Incrementality Analysis
Introduction to Incrementality Analysis
Country Level Metrics
When analyzing incrementality data in Polaris, it is important to understand that the hierarchical media mix model (MMM) used to produce the results ensures that metric totals always match up with the app event data that was input into the model at the app level and at the country level, minus some very minor rounding errors.
For example, if the app event data pulled from your MMP or uploaded as a custom import reflected a total of $1,000 in day 1 revenue across the entire app, Polaris would also show a total of about $1,000 in incremental day 1 revenue at the app level. Similarly, if the app event input reflected a total of $500 in day 1 revenue within the US, Polaris would also show a total of $500 in incremental day 1 revenue across the US. The purpose of the model is to allocate the $500 in the proper proportions to each channel, campaign, and source app (publisher app) running in the US based on the incrementality of each.

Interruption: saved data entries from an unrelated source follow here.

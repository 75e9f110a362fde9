//! Idempotent generate-if-absent provisioning.

use crate::store::SecretsDir;
use crate::types::{ssh, x509};
use seedling_types::{
    CertificateGenerator, KeypairGenerator, Outcome, Result, SecretId, SeedlingError,
};
use std::fmt::Display;
use tracing::{debug, info};

fn skip_notice(what: impl Display) -> String {
    format!("Skipping {} because secret already exists", what)
}

/// Materializes secrets that are missing and leaves existing ones alone.
///
/// Every operation checks for existence first and only then pulls a value
/// or runs a tool. Nothing is ever overwritten.
pub struct Provisioner<'a> {
    store: SecretsDir,
    keygen: &'a dyn KeypairGenerator,
    certgen: &'a dyn CertificateGenerator,
}

impl<'a> Provisioner<'a> {
    /// Create a provisioner writing into `store`.
    pub fn new(
        store: SecretsDir,
        keygen: &'a dyn KeypairGenerator,
        certgen: &'a dyn CertificateGenerator,
    ) -> Self {
        Self { store, keygen, certgen }
    }

    /// The secrets directory being provisioned.
    pub fn store(&self) -> &SecretsDir {
        &self.store
    }

    /// Write one value from `values` to `id` unless something already exists
    /// there.
    ///
    /// The generator is not touched when the secret exists. Otherwise exactly
    /// one value is pulled.
    pub fn ensure_secret<I>(&self, id: &SecretId, values: &mut I) -> Result<Outcome>
    where
        I: Iterator<Item = Result<String>> + ?Sized,
    {
        if self.store.exists(id) {
            info!("{}", skip_notice(id));
            return Ok(Outcome::Skipped);
        }

        let value = values
            .next()
            .ok_or_else(|| SeedlingError::Exhausted(id.to_string()))??;

        let path = self.store.write(id, &value)?;
        info!("Generated secret {}", id);
        debug!("Wrote {} bytes to {:?}", value.len(), path);

        Ok(Outcome::Created)
    }

    /// Create an SSH keypair at `<id>/key` and `<id>/key.pub` unless the
    /// private key already exists.
    pub fn ensure_ssh_keypair(&self, id: &SecretId) -> Result<Outcome> {
        let private_key = self.store.file_in(id, ssh::PRIVATE_KEY_FILE);

        if private_key.exists() {
            info!("{}", skip_notice(private_key.display()));
            return Ok(Outcome::Skipped);
        }

        self.store.create_dir(id)?;
        debug!("Running {} for {}", self.keygen.name(), id);
        self.keygen.generate_keypair(&private_key)?;
        info!("Generated SSH keypair {}", id);

        Ok(Outcome::Created)
    }

    /// Create a self-signed certificate at `<id>/key.pem` and `<id>/cert.pem`
    /// unless the `<id>` directory already exists.
    ///
    /// The domain name is pulled from `domains` only when the certificate is
    /// actually going to be generated.
    pub fn ensure_self_signed_cert<I>(&self, id: &SecretId, domains: &mut I) -> Result<Outcome>
    where
        I: Iterator<Item = Result<String>> + ?Sized,
    {
        if self.store.exists(id) {
            info!("{}", skip_notice(id));
            return Ok(Outcome::Skipped);
        }

        let domain = domains
            .next()
            .ok_or_else(|| SeedlingError::Exhausted(id.to_string()))??;
        let domain = domain.trim();

        self.store.create_dir(id)?;
        let key_pem = self.store.file_in(id, x509::KEY_FILE);
        let cert_pem = self.store.file_in(id, x509::CERT_FILE);

        debug!("Running {} for {} ({})", self.certgen.name(), id, domain);
        self.certgen.generate_self_signed(domain, &key_pem, &cert_pem)?;
        info!("Generated self-signed certificate {} for {}", id, domain);

        Ok(Outcome::Created)
    }
}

Basic and Incrementality Metrics
You’ll notice that Polaris provides 2 sets of metrics: basic and incrementality. Incrementality metrics are distinguished by the prefix “Inc.”. All other metrics are considered basic metrics. Basic metrics are normally configured to reflect last touch attribution data. Incrementality metrics reflect the output of the MMM. Incrementality metrics should be interpreted the same as their last touch counterparts in terms of business impact. Day 7 ROAS is the return on ad spend at cohort day 7 (7 days after install). Incremental day 7 ROAS is the incremental return on ad spend at cohort day 7.
The difference lies in the differences between the two measurement methodologies. Last touch attribution is burdened with design flaws that manifest in measurement inaccuracy, bias, and limitations. By assigning acquisition credit for a new user (and all downstream value including revenue) to the last ad served prior to install, it ignores other contributing factors including earlier ads, branding activities, seasonality, in-app promotions, and organic demand.
Interpreting Incrementality in Polaris
How Should Incrementality Metrics Be Interpreted?
When interpreting any incrementality metric such as incremental day 7 ROAS, it is important to be aware that it incorporates all overlapping effects. Those effects include interactions between media and other media as well as organic demand, and can be both positive and negative. Positive interactions include synergies between related media or knock on benefits to organic demand based on virality or popularity (often called the k-factor). On the other hand, negative interactions include non-incremental media overlap and organic cannibalization.
How Are Incrementality Metrics Derived From the Model?
It is sometimes easiest to interpret incrementality metrics by framing them as a specific type of what-if analysis: what if marketing was halted on a specific media segment? That is essentially how Polaris infers each incrementality metric from the trained econometric model. For example, if Polaris is reporting $100 in day 1 revenue for a certain campaign, it can be interpreted as the econometric model predicting that $100 in day 1 revenue would be lost if marketing was halted on that campaign. Of course, by pausing a campaign, any positive and negative interactions are also lost, so true net incrementality is properly reflected.
What If Incrementality Metrics Seem Wrong?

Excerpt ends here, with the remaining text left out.